Denecke, C. J., and Lent, J., join in this dissent.

 Or Const art I, § 9:
"No law shall violate the right of the people to be secure in their persons, houses, papers, and effects, against unreasonable search, or seizure; and no warrant shall issue but upon probable cause, supported by oath, or affirmation, and particularly describing the place to be searched, and the person or thing to be seized.”

 ORS 133.310(1):
"(1) A peace officer may arrest a person without a warrant if the officer has probable cause to believe that the person has committed:
"(a) A felony, a Class A misdemeanor, an unclassified offense for which the maximum penalty allowed by law is equal to or greater than the maximum penalty allowed for a Class A misdemeanor, or a major traffic offense as defined in subsection (5) of ORS 484.010; or
"(b) Any other offense in the officer’s presence.”

 ORS 133.110:
"If the magistrate is satisfied that there is probable cause to believe that the person charged has committed the offense complained of, he shall issue a warrant of arrest. However, on a misdemeanor or violation charge or on a felony charge which in the discretion of the court may be considered a misdemeanor charge at the time sentence is imposed he may authorize a peace officer to issue and serve a citation as provided in ORS 133.055.”

 Nor is the claim that an officer’s belief was unreasonable often likely to be persuasive when the officer in fact found the person to be arrested.

 See ORS 30.260 - 30.300. A claim under 42 USC § 1983 is also a tort under ORS 30.265.

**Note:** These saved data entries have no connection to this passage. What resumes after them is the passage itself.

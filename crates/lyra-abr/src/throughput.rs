use std::{ops::Range, sync::Arc, time::Duration};

use lyra_core::{CancelToken, SharedReference, UpdateOptions};
use lyra_manifest::Representation;
use lyra_observer::ListenOptions;
use parking_lot::Mutex;
use tracing::{debug, trace};
use web_time::Instant;

use crate::{
    AbrCallbacks, AbrController, AbrOptions, Estimate, EstimatorContext, EstimatorOutput,
    RepresentationEstimator, RequestId, RequestInfo, RequestMetrics, ThroughputSample,
    ThroughputSampleSource,
};

/// Default [`RepresentationEstimator`]: an [`AbrController`] fed by request
/// metrics and the buffer gap.
///
/// A manual bitrate set through [`ThroughputAbr::manual_bitrate`] overrides
/// adaptation and produces `manual` estimates.
pub struct ThroughputAbr {
    options: AbrOptions,
    manual_bitrate: SharedReference<Option<u64>>,
}

impl ThroughputAbr {
    pub fn new(options: AbrOptions) -> Self {
        Self {
            options,
            manual_bitrate: SharedReference::new(None),
        }
    }

    /// Bitrate lock shared by every session of this estimator.
    pub fn manual_bitrate(&self) -> SharedReference<Option<u64>> {
        self.manual_bitrate.clone()
    }
}

impl Default for ThroughputAbr {
    fn default() -> Self {
        Self::new(AbrOptions::default())
    }
}

struct Session {
    controller: Mutex<AbrController>,
    representations: Vec<Arc<Representation>>,
    manual_bitrate: SharedReference<Option<u64>>,
    estimates: SharedReference<Option<Estimate>>,
    last_buffer_gap: Mutex<f64>,
}

impl Session {
    fn reevaluate(&self) {
        let buffer_gap = *self.last_buffer_gap.lock();
        let estimate = match self.manual_bitrate.get() {
            Some(bitrate) => self.manual_estimate(bitrate),
            None => self.automatic_estimate(buffer_gap),
        };
        if let Some(estimate) = estimate {
            self.estimates.set_if_changed(Some(estimate));
        }
    }

    fn manual_estimate(&self, bitrate: u64) -> Option<Estimate> {
        let mut sorted = self.representations.clone();
        sorted.sort_by_key(|r| r.bitrate);
        let target = sorted
            .iter()
            .rev()
            .find(|r| r.bitrate <= bitrate)
            .or_else(|| sorted.first())
            .cloned()?;
        let controller = self.controller.lock();
        Some(
            Estimate::new(target)
                .with_bitrate(controller.estimate_bps())
                .with_known_stable_bitrate(controller.stable_bps())
                .manual()
                .urgent(),
        )
    }

    fn automatic_estimate(&self, buffer_gap: f64) -> Option<Estimate> {
        let now = Instant::now();
        let mut controller = self.controller.lock();
        let decision = controller.decide(&self.representations, buffer_gap, now)?;
        controller.apply(&decision, now);
        trace!(target = %decision.target.id, reason = ?decision.reason, "throughput ABR: decision");
        let mut estimate = Estimate::new(decision.target)
            .with_bitrate(controller.estimate_bps())
            .with_known_stable_bitrate(controller.stable_bps());
        estimate.urgent = decision.urgent;
        Some(estimate)
    }
}

impl RepresentationEstimator for ThroughputAbr {
    fn estimate(&self, context: EstimatorContext, cancel: &CancelToken) -> EstimatorOutput {
        let session = Arc::new(Session {
            controller: Mutex::new(AbrController::new(self.options.clone())),
            representations: context.representations,
            manual_bitrate: self.manual_bitrate.clone(),
            estimates: SharedReference::new(None),
            last_buffer_gap: Mutex::new(context.observer.last_observation().buffer_gap),
        });
        debug!(
            track = %context.content.adaptation.id,
            candidates = session.representations.len(),
            "throughput ABR: session started"
        );

        session.reevaluate();

        let weak = Arc::downgrade(&session);
        context.observer.listen(
            move |obs| {
                if let Some(session) = weak.upgrade() {
                    *session.last_buffer_gap.lock() = obs.buffer_gap;
                    session.reevaluate();
                }
            },
            ListenOptions::default().with_clear_signal(cancel),
        );

        let weak = Arc::downgrade(&session);
        self.manual_bitrate.on_update(
            move |_| {
                if let Some(session) = weak.upgrade() {
                    session.reevaluate();
                }
            },
            UpdateOptions::default().with_clear_signal(cancel),
        );

        let estimates = session.estimates.clone();
        let sealed = estimates.clone();
        cancel.register(move |_| sealed.finish());

        EstimatorOutput {
            estimates,
            callbacks: Arc::new(ThroughputCallbacks { session }),
        }
    }
}

struct ThroughputCallbacks {
    session: Arc<Session>,
}

impl AbrCallbacks for ThroughputCallbacks {
    fn on_request_begin(&self, request: &RequestInfo) {
        trace!(id = request.id.0, segment = %request.segment_id, "throughput ABR: request begin");
    }

    fn on_request_progress(&self, _id: RequestId, _loaded_bytes: u64, _elapsed: Duration) {}

    fn on_request_end(&self, id: RequestId) {
        trace!(id = id.0, "throughput ABR: request end");
    }

    fn on_metrics(&self, metrics: &RequestMetrics) {
        let source = if metrics.from_cache {
            ThroughputSampleSource::Cache
        } else {
            ThroughputSampleSource::Network
        };
        self.session
            .controller
            .lock()
            .push_throughput_sample(ThroughputSample {
                bytes: metrics.bytes,
                duration: metrics.duration,
                at: Instant::now(),
                source,
            });
        self.session.reevaluate();
    }

    fn on_added_segment(&self, _representation_id: &str, _buffered: &[Range<f64>]) {}
}

#[cfg(test)]
mod tests {
    use lyra_core::CancelToken;
    use lyra_manifest::{BufferType, fixture};
    use lyra_observer::{
        ObserverOptions, PlaybackObserver, ReadyState, mock::FakeMediaElement,
    };

    use super::*;
    use crate::AbrObservation;

    fn context(cancel: &CancelToken) -> (EstimatorContext, Arc<FakeMediaElement>) {
        let element = Arc::new(FakeMediaElement::new());
        element.set_ready_state(ReadyState::HaveEnoughData);
        element.set_buffered(vec![0.0..20.0]);
        let observer = PlaybackObserver::new(
            Arc::clone(&element) as Arc<dyn lyra_observer::MediaElement>,
            ObserverOptions::default(),
            cancel,
        );
        let content = fixture::single_period_content(
            BufferType::Video,
            &[300_000, 1_000_000, 3_000_000],
            10,
            2.0,
        );
        let representations = content.adaptation.representations.clone();
        let ctx = EstimatorContext {
            content,
            representations,
            current_representation: SharedReference::new(None),
            observer: observer.derive_read_only(AbrObservation::from_playback),
        };
        (ctx, element)
    }

    #[tokio::test(start_paused = true)]
    async fn starts_on_lowest_then_upswitches_on_metrics() {
        let cancel = CancelToken::new();
        let (ctx, _element) = context(&cancel);
        let abr = ThroughputAbr::new(
            AbrOptions::default()
                .with_min_switch_interval(Duration::ZERO)
                .with_min_buffer_for_up_switch(0.0),
        );
        let output = abr.estimate(ctx, &cancel);
        let first = output.estimates.get().unwrap();
        assert_eq!(first.representation.bitrate, 300_000);
        assert!(!first.manual);

        output.callbacks.on_metrics(&RequestMetrics {
            representation_id: first.representation.id.clone(),
            bytes: 2_000_000,
            duration: Duration::from_secs(1),
            segment_duration: Some(2.0),
            from_cache: false,
        });
        let next = output.estimates.get().unwrap();
        assert_eq!(next.representation.bitrate, 3_000_000);
        assert_eq!(next.known_stable_bitrate, Some(16_000_000));
    }

    #[tokio::test(start_paused = true)]
    async fn manual_bitrate_produces_manual_estimates() {
        let cancel = CancelToken::new();
        let (ctx, _element) = context(&cancel);
        let abr = ThroughputAbr::default();
        let output = abr.estimate(ctx, &cancel);

        abr.manual_bitrate().set(Some(1_500_000));
        let estimate = output.estimates.get().unwrap();
        assert_eq!(estimate.representation.bitrate, 1_000_000);
        assert!(estimate.manual);
        assert!(estimate.urgent);
    }

    #[tokio::test(start_paused = true)]
    async fn cancellation_finishes_estimates() {
        let cancel = CancelToken::new();
        let (ctx, _element) = context(&cancel);
        let abr = ThroughputAbr::default();
        let output = abr.estimate(ctx, &cancel);
        cancel.cancel();
        assert!(output.estimates.is_finished());
        assert_eq!(abr.manual_bitrate().listener_count(), 0);
    }
}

 This issue was not reached in State v. Bishop because it had not been raised below.

 ORS 133.535 states:
"The following are subject to search and seizure under ORS 133.525 to 133.703:
"(4) A person for whose arrest there is probable cause or who is unlawfully held in concealment.”
8 ORS 133.235(5) states:
"In order to make an arrest, a peace officer may enter premises in which he has probable cause to believe the person to be arrested to be present.”